Полоса света в дверях сузилась за мамой, медленно сузилась в длинную нить. Щелкнул замок; шаги удалились и замерли в передней. Хлопнула входная дверь; где-то в молчаливой комнате тикали часы. За стенами комнаты, за стенами дома – стук колес и удары копыт, громкие голоса. Гул рос. Было совершенно темно, только две полоски света образовали опрокинутое «L» в углу двери.

Элли хотелось протянуть ноги, но она боялась. Она не смела оторвать глаз от опрокинутого «L» в углу двери. Если она закроет глаза, свет исчезнет. За кроватью, из-за оконных занавесей, из шкафа, из-под стола тени, скрипя, подползали к ней. Она обхватила ноги руками, прижала подбородок к коленям. Подушка набухала тенью, тени ищейками всползали на кровать. Если она закроет глаза, свет исчезнет.

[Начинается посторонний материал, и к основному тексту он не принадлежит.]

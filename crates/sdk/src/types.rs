// Copyright 2025 itscheems
//
// Licensed under the Apache License, Version 2.0 (the "License");
// you may not use this file except in compliance with the License.
// You may obtain a copy of the License at
//
//     http://www.apache.org/licenses/LICENSE-2.0
//
// Unless required by applicable law or agreed to in writing, software
// distributed under the License is distributed on an "AS IS" BASIS,
// WITHOUT WARRANTIES OR CONDITIONS OF ANY KIND, either express or implied.
// See the License for the specific language governing permissions and
// limitations under the License.

use std::{fmt, str::FromStr};

use serde::{Deserialize, Serialize};

use crate::canonical::CanonicalPayload;

/// Mutating actions that require a wallet-signed intent
#[derive(Debug, Clone, Copy, PartialEq, Eq, Hash, Serialize, Deserialize)]
#[serde(rename_all = "SCREAMING_SNAKE_CASE")]
pub enum Action {
	PlaceOrder,
	CancelOrder,
	CancelAllOrders,
	Withdraw,
	Transfer,
}

/// Where a request carries its signed fields
#[derive(Debug, Clone, Copy, PartialEq, Eq)]
pub enum Transport {
	/// JSON body; HMAC covers the bare path and the canonical body
	Body,
	/// Query string; HMAC covers the path with the literal query string
	Query,
}

impl Action {
	pub const ALL: [Action; 5] = [
		Action::PlaceOrder,
		Action::CancelOrder,
		Action::CancelAllOrders,
		Action::Withdraw,
		Action::Transfer,
	];

	pub fn as_str(&self) -> &'static str {
		match self {
			Action::PlaceOrder => "PLACE_ORDER",
			Action::CancelOrder => "CANCEL_ORDER",
			Action::CancelAllOrders => "CANCEL_ALL_ORDERS",
			Action::Withdraw => "WITHDRAW",
			Action::Transfer => "TRANSFER",
		}
	}

	/// Fields the signed envelope is built from, `timestamp` included
	pub fn required_fields(&self) -> &'static [&'static str] {
		match self {
			Action::PlaceOrder => &[
				"ticker",
				"side",
				"order_type",
				"quantity",
				"quote_quantity",
				"price",
				"time_in_force",
				"expires_at",
				"timestamp",
			],
			Action::CancelOrder => &["order_id", "timestamp"],
			Action::CancelAllOrders => &["market", "timestamp"],
			Action::Withdraw => &["asset", "amount", "chain_id", "timestamp"],
			Action::Transfer => &["asset", "amount", "to_wallet_address", "timestamp"],
		}
	}

	pub fn transport(&self) -> Transport {
		match self {
			Action::CancelOrder | Action::CancelAllOrders => Transport::Query,
			Action::PlaceOrder | Action::Withdraw | Action::Transfer => Transport::Body,
		}
	}

	/// HTTP method of the endpoint serving this action
	pub fn method(&self) -> &'static str {
		match self.transport() {
			Transport::Body => "POST",
			Transport::Query => "DELETE",
		}
	}

	/// Endpoint path, without query string
	pub fn path(&self) -> &'static str {
		match self {
			Action::PlaceOrder | Action::CancelOrder => "/api/v1/orders",
			Action::CancelAllOrders => "/api/v1/orders/all",
			Action::Withdraw => "/api/v1/withdrawals",
			Action::Transfer => "/api/v1/transfers",
		}
	}
}

/// Header carrying the API key
pub const HEADER_API_KEY: &str = "x-api-key";

/// Header carrying the hex HMAC signature
pub const HEADER_API_SIGNATURE: &str = "x-api-signature";

/// Header carrying the millisecond timestamp covered by the HMAC
pub const HEADER_API_TIMESTAMP: &str = "x-api-timestamp";

/// Body/query field carrying the wallet signature
pub const FIELD_SIGNATURE: &str = "signature";

/// Body/query field carrying the signed intent timestamp
pub const FIELD_TIMESTAMP: &str = "timestamp";

impl fmt::Display for Action {
	fn fmt(&self, f: &mut fmt::Formatter<'_>) -> fmt::Result {
		f.write_str(self.as_str())
	}
}

#[derive(Debug, Clone, PartialEq, Eq, thiserror::Error)]
#[error("Unknown action: {0}")]
pub struct UnknownAction(pub String);

impl FromStr for Action {
	type Err = UnknownAction;

	fn from_str(s: &str) -> Result<Self, Self::Err> {
		Action::ALL
			.into_iter()
			.find(|action| action.as_str() == s)
			.ok_or_else(|| UnknownAction(s.to_string()))
	}
}

#[derive(Debug, Clone, PartialEq, Eq, Serialize, Deserialize)]
pub struct PlaceOrderIntent {
	/// Market ticker (e.g., "BTC_USDT")
	pub ticker: String,
	pub side: String,
	pub order_type: String,
	/// Decimal string
	pub quantity: String,
	/// Decimal string, empty when the order is sized by `quantity`
	pub quote_quantity: String,
	/// Decimal string
	pub price: String,
	pub time_in_force: i64,
	/// Expiry in milliseconds, 0 for none
	pub expires_at: i64,
}

#[derive(Debug, Clone, PartialEq, Eq, Serialize, Deserialize)]
pub struct CancelOrderIntent {
	pub order_id: String,
}

#[derive(Debug, Clone, PartialEq, Eq, Serialize, Deserialize)]
pub struct CancelAllOrdersIntent {
	/// Numeric market identifier
	pub market: i64,
}

#[derive(Debug, Clone, PartialEq, Eq, Serialize, Deserialize)]
pub struct WithdrawIntent {
	pub asset: String,
	pub amount: String,
	pub chain_id: i64,
}

#[derive(Debug, Clone, PartialEq, Eq, Serialize, Deserialize)]
pub struct TransferIntent {
	pub asset: String,
	pub amount: String,
	pub to_wallet_address: String,
}

/// Action-specific business fields, one variant per action
#[derive(Debug, Clone, PartialEq, Eq, Serialize, Deserialize)]
#[serde(untagged)]
pub enum Intent {
	PlaceOrder(PlaceOrderIntent),
	CancelOrder(CancelOrderIntent),
	CancelAllOrders(CancelAllOrdersIntent),
	Withdraw(WithdrawIntent),
	Transfer(TransferIntent),
}

impl Intent {
	pub fn action(&self) -> Action {
		match self {
			Intent::PlaceOrder(_) => Action::PlaceOrder,
			Intent::CancelOrder(_) => Action::CancelOrder,
			Intent::CancelAllOrders(_) => Action::CancelAllOrders,
			Intent::Withdraw(_) => Action::Withdraw,
			Intent::Transfer(_) => Action::Transfer,
		}
	}

	/// Business fields only (no `action`, no `timestamp`)
	pub fn payload(&self) -> CanonicalPayload {
		match self {
			Intent::PlaceOrder(o) => CanonicalPayload::new()
				.with("ticker", o.ticker.as_str())
				.with("side", o.side.as_str())
				.with("order_type", o.order_type.as_str())
				.with("quantity", o.quantity.as_str())
				.with("quote_quantity", o.quote_quantity.as_str())
				.with("price", o.price.as_str())
				.with("time_in_force", o.time_in_force)
				.with("expires_at", o.expires_at),
			Intent::CancelOrder(c) => CanonicalPayload::new().with("order_id", c.order_id.as_str()),
			Intent::CancelAllOrders(c) => CanonicalPayload::new().with("market", c.market),
			Intent::Withdraw(w) => CanonicalPayload::new()
				.with("asset", w.asset.as_str())
				.with("amount", w.amount.as_str())
				.with("chain_id", w.chain_id),
			Intent::Transfer(t) => CanonicalPayload::new()
				.with("asset", t.asset.as_str())
				.with("amount", t.amount.as_str())
				.with("to_wallet_address", t.to_wallet_address.as_str()),
		}
	}
}

/// The message a wallet signs: intent fields plus `action` and `timestamp`
#[derive(Debug, Clone, PartialEq, Eq)]
pub struct SigningEnvelope {
	pub intent: Intent,
	/// Unix milliseconds
	pub timestamp: u64,
}

impl SigningEnvelope {
	pub fn new(intent: Intent, timestamp: u64) -> Self {
		Self { intent, timestamp }
	}

	pub fn action(&self) -> Action {
		self.intent.action()
	}

	pub fn payload(&self) -> CanonicalPayload {
		self.intent
			.payload()
			.with("action", self.action().as_str())
			.with("timestamp", self.timestamp)
	}

	/// Canonical string that is hashed and signed
	pub fn canonical(&self) -> String {
		self.payload().to_canonical_string()
	}
}

/// Signatures attached to a single request
#[derive(Debug, Clone, PartialEq, Eq, Serialize, Deserialize)]
pub struct RequestSignature {
	/// Hex HMAC-SHA256, sent in `x-api-signature`
	pub hmac_signature: String,
	/// 0x-prefixed 65-byte recoverable signature, sent as `signature`
	pub wallet_signature: String,
	/// Unix milliseconds, sent in `x-api-timestamp`
	pub timestamp: u64,
}

#[cfg(test)]
mod tests {
	use super::*;

	#[test]
	fn test_action_round_trips_through_str() {
		for action in Action::ALL {
			assert_eq!(action.as_str().parse::<Action>().unwrap(), action);
		}
		assert!("DELETE_EVERYTHING".parse::<Action>().is_err());
	}

	#[test]
	fn test_envelope_field_set_matches_required_fields() {
		let envelopes = [
			Intent::PlaceOrder(PlaceOrderIntent {
				ticker: "BTC_USDT".into(),
				side: "BUY".into(),
				order_type: "LIMIT".into(),
				quantity: "0.1".into(),
				quote_quantity: String::new(),
				price: "30000".into(),
				time_in_force: 0,
				expires_at: 0,
			}),
			Intent::CancelOrder(CancelOrderIntent {
				order_id: "42".into(),
			}),
			Intent::CancelAllOrders(CancelAllOrdersIntent { market: 1 }),
			Intent::Withdraw(WithdrawIntent {
				asset: "USDT".into(),
				amount: "10".into(),
				chain_id: 1,
			}),
			Intent::Transfer(TransferIntent {
				asset: "USDT".into(),
				amount: "10".into(),
				to_wallet_address: "0xabc".into(),
			}),
		];

		for intent in envelopes {
			let action = intent.action();
			let payload = SigningEnvelope::new(intent, 1).payload();
			let mut expected: Vec<&str> = action.required_fields().to_vec();
			expected.push("action");
			expected.sort_unstable();
			assert_eq!(payload.keys().collect::<Vec<_>>(), expected, "{action}");
		}
	}

	#[test]
	fn test_cancel_envelope_canonical_form() {
		let envelope = SigningEnvelope::new(
			Intent::CancelOrder(CancelOrderIntent {
				order_id: "ord-1".into(),
			}),
			1_700_000_000_000,
		);
		assert_eq!(
			envelope.canonical(),
			r#"{"action":"CANCEL_ORDER","order_id":"ord-1","timestamp":1700000000000}"#
		);
	}

	#[test]
	fn test_transport_modes() {
		assert_eq!(Action::CancelOrder.transport(), Transport::Query);
		assert_eq!(Action::CancelAllOrders.transport(), Transport::Query);
		assert_eq!(Action::PlaceOrder.transport(), Transport::Body);
		assert_eq!(Action::Withdraw.transport(), Transport::Body);
		assert_eq!(Action::Transfer.transport(), Transport::Body);
	}
}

[47] Шестая авеню, или Авеню всех Америк (имеются в виду Северная, Южная и Центральная Америки), славилась своей оживленной линией воздушной железной дороги, станции которой были декорированы художником Джаспером Кропси. Изначальная стоимость проезда 10 центов была затем снижена до пяти в утренние и вечерние часы, когда множество людей ехало на работу или возвращалось домой.
[48] Риверсайд-драйв – улица, протянувшаяся по северному берегу Гудзона, живописный, зеленый район. Часть Риверсайд-драйв была специально отведена под жилые постройки. Дома, спроектированные архитектором Кларенсом Тру, отличались элегантностью и индивидуальностью стиля.
[49] Отель «Астор», или «Астория» – знаменитый шестнадцатиэтажный отель, принадлежавший семье Асторов и на протяжении нескольких лет являвшийся центром великосветской жизни Нью-Йорка; был открыт в 1897 г.
[50] Бронкс – северный район Нью-Йорка, где в начале XX в. проживало множество еврейских семей.
[51] Линкольн-сквер – небольшая площадь в западной части Манхэттена, до 1940-х гг. – район трущоб и дешевых наемных квартир; Колумб-сквер – площадь, названная так из-за установленного там в 1892 г. памятника; обычно многолюдное место южнее Линкольн-сквер.